### PROBLEM REQUIREMENTS
Whenever a line in the records below holds the string "signature", include it in the count, and state the number alone.

--

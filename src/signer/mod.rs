//! Signer subsystem.
//!
//! # Data Flow
//! ```text
//! record.wallet_id
//!     → SigningOracle::key_material (oracle.rs)
//!     → derive_address(chain, key) == record.from_address ?  (KeyMismatch otherwise)
//!     → sign_transaction(chain, key, unsigned)
//!         ├── bitcoin.rs (legacy SIGHASH_ALL, DER + hashtype script-sigs)
//!         ├── evm.rs     (EIP-155 legacy envelope via alloy)
//!         └── solana.rs  (Ed25519 over the legacy message)
//!     → SignedTransaction { raw, hash }
//! ```
//!
//! # Security Constraints
//! - Never log key material or signed bytes
//! - Signing is pure: no network I/O after the oracle call

pub mod bitcoin;
pub mod evm;
pub mod oracle;
pub mod solana;

use std::sync::Arc;

use serde::{Deserialize, Serialize};

use crate::builder::UnsignedTransaction;
use crate::chain::{same_address, Chain, ChainFamily};
use crate::error::{SendError, SendResult};
use crate::lifecycle::SendTransactionRecord;

pub use oracle::{EnvKeyOracle, KeyHandle, SigningOracle};

/// Signed bytes ready for broadcast, with the locally computed hash.
#[derive(Debug, Clone, PartialEq, Eq, Serialize, Deserialize)]
pub struct SignedTransaction {
    pub chain: Chain,
    /// Wire bytes, hex.
    pub raw_hex: String,
    /// Txid (UTXO), `0x` keccak hash (EVM) or Base58 signature (Solana).
    pub hash: String,
}

impl SignedTransaction {
    pub fn raw_bytes(&self) -> SendResult<Vec<u8>> {
        hex::decode(&self.raw_hex).map_err(|e| SendError::Signing(format!("stored bytes are not hex: {}", e)))
    }
}

/// Address `key` controls on `chain`.
pub fn derive_address(chain: Chain, key: &KeyHandle) -> SendResult<String> {
    match chain.family() {
        ChainFamily::Utxo => bitcoin::derive_address(chain, key),
        ChainFamily::Account => evm::derive_address(key),
        ChainFamily::Instruction => solana::derive_address(key),
    }
}

/// Signs `unsigned` with `key`. Pure function of its inputs.
pub fn sign_transaction(chain: Chain, key: &KeyHandle, unsigned: &UnsignedTransaction) -> SendResult<SignedTransaction> {
    if unsigned.family() != chain.family() {
        return Err(SendError::Signing(format!(
            "{:?} transaction cannot be signed for {}",
            unsigned.family(),
            chain
        )));
    }

    let (raw, hash) = match unsigned {
        UnsignedTransaction::Utxo { inputs, outputs, .. } => {
            let signed = bitcoin::sign(chain, key, inputs, outputs)?;
            (signed.raw, signed.txid)
        }
        UnsignedTransaction::Account {
            chain_id,
            nonce,
            gas_price,
            gas_limit,
            to,
            value,
            data,
        } => {
            let signed = evm::sign(
                key,
                evm::AccountTransfer {
                    chain_id: *chain_id,
                    nonce: *nonce,
                    gas_price: *gas_price,
                    gas_limit: *gas_limit,
                    to: *to,
                    value: *value,
                    data,
                },
            )?;
            (signed.raw, format!("{:#x}", signed.hash))
        }
        UnsignedTransaction::Instruction {
            blockhash,
            fee_payer,
            instructions,
        } => {
            let signed = solana::sign(key, fee_payer, blockhash, instructions)?;
            (signed.raw, signed.signature)
        }
    };

    Ok(SignedTransaction {
        chain,
        raw_hex: hex::encode(raw),
        hash,
    })
}

/// Fetches keys from the oracle and signs on behalf of a record.
#[derive(Clone)]
pub struct Signer {
    oracle: Arc<dyn SigningOracle>,
}

impl Signer {
    pub fn new(oracle: Arc<dyn SigningOracle>) -> Self {
        Self { oracle }
    }

    /// Signs `unsigned` for `record`, refusing keys that control a different
    /// address than the record's source.
    pub async fn sign(&self, record: &SendTransactionRecord, unsigned: &UnsignedTransaction) -> SendResult<SignedTransaction> {
        let key = self.oracle.key_material(&record.wallet_id).await?;
        let derived = self.oracle.derive_address(&key, record.chain)?;

        if !same_address(record.chain, &derived, &record.from_address) {
            tracing::error!(
                tx_id = %record.id,
                wallet_id = %record.wallet_id,
                expected = %record.from_address,
                derived = %derived,
                "Signing key does not control the source address"
            );
            return Err(SendError::KeyMismatch {
                expected: record.from_address.clone(),
                derived,
            });
        }

        sign_transaction(record.chain, &key, unsigned)
    }
}

impl std::fmt::Debug for Signer {
    fn fmt(&self, f: &mut std::fmt::Formatter<'_>) -> std::fmt::Result {
        f.debug_struct("Signer").finish_non_exhaustive()
    }
}

#[cfg(test)]
mod tests {
    use super::*;

    #[test]
    fn test_family_mismatch_is_refused() {
        let key = KeyHandle::from_bytes(vec![1u8; 32]).unwrap();
        let unsigned = UnsignedTransaction::Instruction {
            blockhash: "11111111111111111111111111111111".to_string(),
            fee_payer: "11111111111111111111111111111111".to_string(),
            instructions: vec![],
        };
        assert!(matches!(
            sign_transaction(Chain::Ethereum, &key, &unsigned),
            Err(SendError::Signing(_))
        ));
    }

    #[test]
    fn test_derive_address_dispatch() {
        let key = KeyHandle::from_hex("ac0974bec39a17e36ba4a6b4d238ff944bacb478cbed5efcae784d7bf4f2ff80").unwrap();
        assert_eq!(
            derive_address(Chain::Polygon, &key).unwrap(),
            "0xf39Fd6e51aad88F6F4ce6aB8827279cffFb92266"
        );
        assert!(derive_address(Chain::BitcoinTestnet, &key).unwrap().starts_with(['m', 'n']));
        assert_eq!(bs58::decode(derive_address(Chain::Solana, &key).unwrap()).into_vec().unwrap().len(), 32);
    }
}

--

### RESULT BELOW
2